I saved those values in a .xls since I need to do some graphs with them. Now I would like to take the filenames with -ls and save them in the first column of my .xls while my parameters should be in the 2nd column of my excel file.
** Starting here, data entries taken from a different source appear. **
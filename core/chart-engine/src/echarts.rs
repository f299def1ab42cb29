//! FILENAME: core/chart-engine/src/echarts.rs
//! PURPOSE: Apache ECharts option builder.
//! CONTEXT: The only backend with a native sankey series. Tooltips use
//! item triggers with per-datum formatter strings so every tooltip carries
//! the pill-formatted value.

use engine::{AxisRole, ChartLibrary, ChartType, LegendPosition};
use serde_json::{json, Value};

use crate::backend::{index_field, ChartBackend};
use crate::encoding::{
    AxisPlan, BoxPlotPlan, CartesianPlan, EncodedChart, Encoding, Frame, GaugePlan, Hit,
    Orientation, PiePlan, RadarPlan, SankeyPlan, ScatterPlan, SeriesKind, AREA_FILL_OPACITY,
};

/// Symbol size for plain scatter points.
const SCATTER_SYMBOL_SIZE: f64 = 10.0;

#[derive(Debug, Default, Clone, Copy)]
pub struct EchartsBackend;

impl ChartBackend for EchartsBackend {
    fn library(&self) -> ChartLibrary {
        ChartLibrary::Echarts
    }

    fn supports(&self, chart_type: ChartType) -> bool {
        !matches!(
            chart_type,
            ChartType::Map | ChartType::Table | ChartType::Kpi | ChartType::Heatmap
        )
    }

    fn translate(&self, encoded: &EncodedChart) -> Value {
        let frame = &encoded.frame;
        let mut options = match &encoded.encoding {
            Encoding::Cartesian(plan) => cartesian(frame, plan),
            Encoding::Pie(plan) => pie(frame, plan),
            Encoding::Scatter(plan) => scatter(frame, plan),
            Encoding::Treemap(plan) => treemap(plan),
            Encoding::BoxPlot(plan) => box_plot(frame, plan),
            Encoding::Funnel(plan) => funnel(frame, plan),
            Encoding::Radar(plan) => radar(plan),
            Encoding::Gauge(plan) => gauge(plan),
            Encoding::Sankey(plan) => sankey(plan),
        };
        options["color"] = json!(frame.palette.colors());
        options["legend"] = legend(frame);
        options["tooltip"] = json!({ "trigger": "item", "confine": true });
        options
    }

    /// `{ "seriesIndex": 0, "dataIndex": 3, "dataType": "node" }`
    fn resolve_hit(&self, native: &Value) -> Option<Hit> {
        if native.get("dataType").and_then(Value::as_str) == Some("edge") {
            return None;
        }
        Some(Hit {
            series: index_field(native, "seriesIndex").unwrap_or(0),
            data: index_field(native, "dataIndex")?,
        })
    }
}

fn legend(frame: &Frame) -> Value {
    let mut legend = json!({ "show": frame.show_legend, "type": "scroll" });
    match frame.legend_position {
        LegendPosition::Top => legend["top"] = json!(0),
        LegendPosition::Bottom => legend["bottom"] = json!(0),
        LegendPosition::Left | LegendPosition::Right => {
            legend[frame.legend_position.as_str()] = json!(0);
            legend["orient"] = json!("vertical");
            legend["top"] = json!("middle");
        }
    }
    legend
}

fn value_axis(axis: &AxisPlan, title: Option<&str>) -> Value {
    json!({
        "type": "value",
        "name": title.or(axis.title()).unwrap_or(""),
        "position": if axis.role == AxisRole::Secondary { "right" } else { "left" },
        "axisLabel": { "formatter": format!("{}{{value}}{}", axis.prefix(), axis.suffix()) },
        "splitLine": { "show": axis.role == AxisRole::Primary },
    })
}

fn cartesian(frame: &Frame, plan: &CartesianPlan) -> Value {
    let category_axis = json!({
        "type": "category",
        "data": plan.categories,
        "name": frame.x_axis_title.as_deref().unwrap_or(""),
    });
    let mut value_axes: Vec<Value> = plan
        .value_axes
        .iter()
        .map(|axis| {
            let title = match axis.role {
                AxisRole::Primary => frame.y_axis_title.as_deref(),
                AxisRole::Secondary => None,
            };
            value_axis(axis, title)
        })
        .collect();

    let (x_axis, y_axis) = match plan.orientation {
        Orientation::Vertical => {
            let y = if value_axes.len() == 1 {
                value_axes.remove(0)
            } else {
                Value::Array(value_axes)
            };
            (category_axis, y)
        }
        Orientation::Horizontal => (
            value_axes.into_iter().next().unwrap_or(Value::Null),
            category_axis,
        ),
    };

    let label_position = match plan.orientation {
        Orientation::Vertical => "top",
        Orientation::Horizontal => "right",
    };

    let series: Vec<Value> = plan
        .series
        .iter()
        .map(|s| {
            let data: Vec<Value> = s
                .values
                .iter()
                .zip(&s.formatted)
                .zip(&plan.categories)
                .map(|((value, formatted), category)| {
                    json!({
                        "value": value,
                        "tooltip": { "formatter": format!("{}<br/>{}: {}", category, s.name, formatted) },
                    })
                })
                .collect();
            let mut series = json!({
                "name": s.name,
                "type": if s.kind == SeriesKind::Bar { "bar" } else { "line" },
                "data": data,
                "itemStyle": { "color": s.color },
                "label": { "show": frame.show_data_labels, "position": label_position },
            });
            if s.stacked {
                series["stack"] = json!("total");
            }
            if s.kind != SeriesKind::Bar {
                series["smooth"] = json!(plan.smooth);
                series["connectNulls"] = json!(!s.stacked);
            }
            if s.kind == SeriesKind::Area {
                series["areaStyle"] = json!({ "color": engine::translucent(s.color, AREA_FILL_OPACITY) });
            }
            if s.axis == AxisRole::Secondary {
                series["yAxisIndex"] = json!(1);
            }
            series
        })
        .collect();

    json!({
        "grid": { "containLabel": true, "left": 16, "right": 16, "top": 32, "bottom": 40 },
        "xAxis": x_axis,
        "yAxis": y_axis,
        "series": series,
    })
}

fn slice_data(plan: &PiePlan) -> Vec<Value> {
    plan.slices
        .iter()
        .map(|s| {
            json!({
                "name": s.name,
                "value": s.value,
                "itemStyle": { "color": s.color },
                "tooltip": { "formatter": format!("{}: {}", s.name, s.formatted) },
            })
        })
        .collect()
}

fn pie(frame: &Frame, plan: &PiePlan) -> Value {
    let radius = if plan.donut { json!(["45%", "70%"]) } else { json!("70%") };
    json!({
        "series": [{
            "name": plan.series_name,
            "type": "pie",
            "radius": radius,
            "data": slice_data(plan),
            "label": { "show": frame.show_data_labels },
        }]
    })
}

fn scatter(frame: &Frame, plan: &ScatterPlan) -> Value {
    let series: Vec<Value> = plan
        .series
        .iter()
        .map(|s| {
            let data: Vec<Value> = s
                .points
                .iter()
                .map(|p| {
                    let value = match p.r {
                        Some(r) => json!([p.x, p.y, r]),
                        None => json!([p.x, p.y]),
                    };
                    json!({
                        "name": p.label,
                        "value": value,
                        "symbolSize": p.radius.map(|r| r * 2.0).unwrap_or(SCATTER_SYMBOL_SIZE),
                        "tooltip": { "formatter": p.tooltip.replace('\n', "<br/>") },
                    })
                })
                .collect();
            json!({
                "name": s.name,
                "type": "scatter",
                "data": data,
                "itemStyle": { "color": s.color, "opacity": if plan.bubble { 0.7 } else { 1.0 } },
            })
        })
        .collect();

    json!({
        "grid": { "containLabel": true, "left": 16, "right": 16, "top": 32, "bottom": 40 },
        "xAxis": value_axis(&plan.x_axis, frame.x_axis_title.as_deref()),
        "yAxis": value_axis(&plan.y_axis, frame.y_axis_title.as_deref()),
        "series": series,
    })
}

fn treemap(plan: &PiePlan) -> Value {
    json!({
        "series": [{
            "name": plan.series_name,
            "type": "treemap",
            "roam": false,
            "nodeClick": false,
            "breadcrumb": { "show": false },
            "data": slice_data(plan),
        }]
    })
}

fn box_plot(frame: &Frame, plan: &BoxPlotPlan) -> Value {
    let data: Vec<Value> = plan
        .items
        .iter()
        .map(|item| {
            let s = &item.summary;
            json!({
                "value": [s.min, s.q1, s.median, s.q3, s.max],
                "tooltip": { "formatter": item.tooltip.replace('\n', "<br/>") },
            })
        })
        .collect();
    let categories: Vec<&str> = plan.items.iter().map(|i| i.category.as_str()).collect();
    json!({
        "grid": { "containLabel": true, "left": 16, "right": 16, "top": 32, "bottom": 40 },
        "xAxis": { "type": "category", "data": categories, "name": frame.x_axis_title.as_deref().unwrap_or("") },
        "yAxis": value_axis(&plan.axis, frame.y_axis_title.as_deref()),
        "series": [{
            "name": plan.series_name,
            "type": "boxplot",
            "itemStyle": { "color": engine::translucent(plan.color, AREA_FILL_OPACITY), "borderColor": plan.color },
            "data": data,
        }]
    })
}

fn funnel(frame: &Frame, plan: &PiePlan) -> Value {
    json!({
        "series": [{
            "name": plan.series_name,
            "type": "funnel",
            "sort": "none",
            "gap": 2,
            "label": { "show": true, "position": if frame.show_data_labels { "inside" } else { "right" } },
            "data": slice_data(plan),
        }]
    })
}

fn radar(plan: &RadarPlan) -> Value {
    let indicator: Vec<Value> = plan
        .indicators
        .iter()
        .map(|name| json!({ "name": name, "max": plan.max }))
        .collect();
    let data: Vec<Value> = plan
        .series
        .iter()
        .map(|s| {
            json!({
                "name": s.name,
                "value": s.values,
                "itemStyle": { "color": s.color },
                "areaStyle": { "color": engine::translucent(s.color, AREA_FILL_OPACITY) },
            })
        })
        .collect();
    json!({
        "radar": { "indicator": indicator },
        "series": [{ "type": "radar", "data": data }]
    })
}

fn gauge(plan: &GaugePlan) -> Value {
    json!({
        "series": [{
            "type": "gauge",
            "min": 0,
            "max": plan.max,
            "progress": { "show": true },
            "itemStyle": { "color": plan.color },
            "detail": { "formatter": plan.formatted, "valueAnimation": true },
            "data": [{ "value": plan.value, "name": plan.label }],
        }]
    })
}

fn sankey(plan: &SankeyPlan) -> Value {
    let nodes: Vec<Value> = plan.nodes.iter().map(|n| json!({ "name": n })).collect();
    let links: Vec<Value> = plan
        .links
        .iter()
        .zip(&plan.link_tooltips)
        .map(|(l, tooltip)| {
            json!({
                "source": l.source,
                "target": l.target,
                "value": l.value,
                "tooltip": { "formatter": tooltip },
            })
        })
        .collect();
    json!({
        "series": [{
            "type": "sankey",
            "emphasis": { "focus": "adjacency" },
            "data": nodes,
            "links": links,
        }]
    })
}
I managed to save everything in one column with the command:

ls>/home/parallels/Desktop/EP_Cell_Type.xls | for FILE in *; do cat $FILE | awk '$9>1.3'-x| wc -l ; done >>/home/parallels/Desktop/EP_Cell_Type.xls

My sample files are:A549.bed, GM12878.bed, H1.bed, HeLa-S3.bed, HepG2.bed, Ishikawa.bed, K562.bed, MCF-7.bed, SK-N-SH.bed and are contained in a folder with those files only.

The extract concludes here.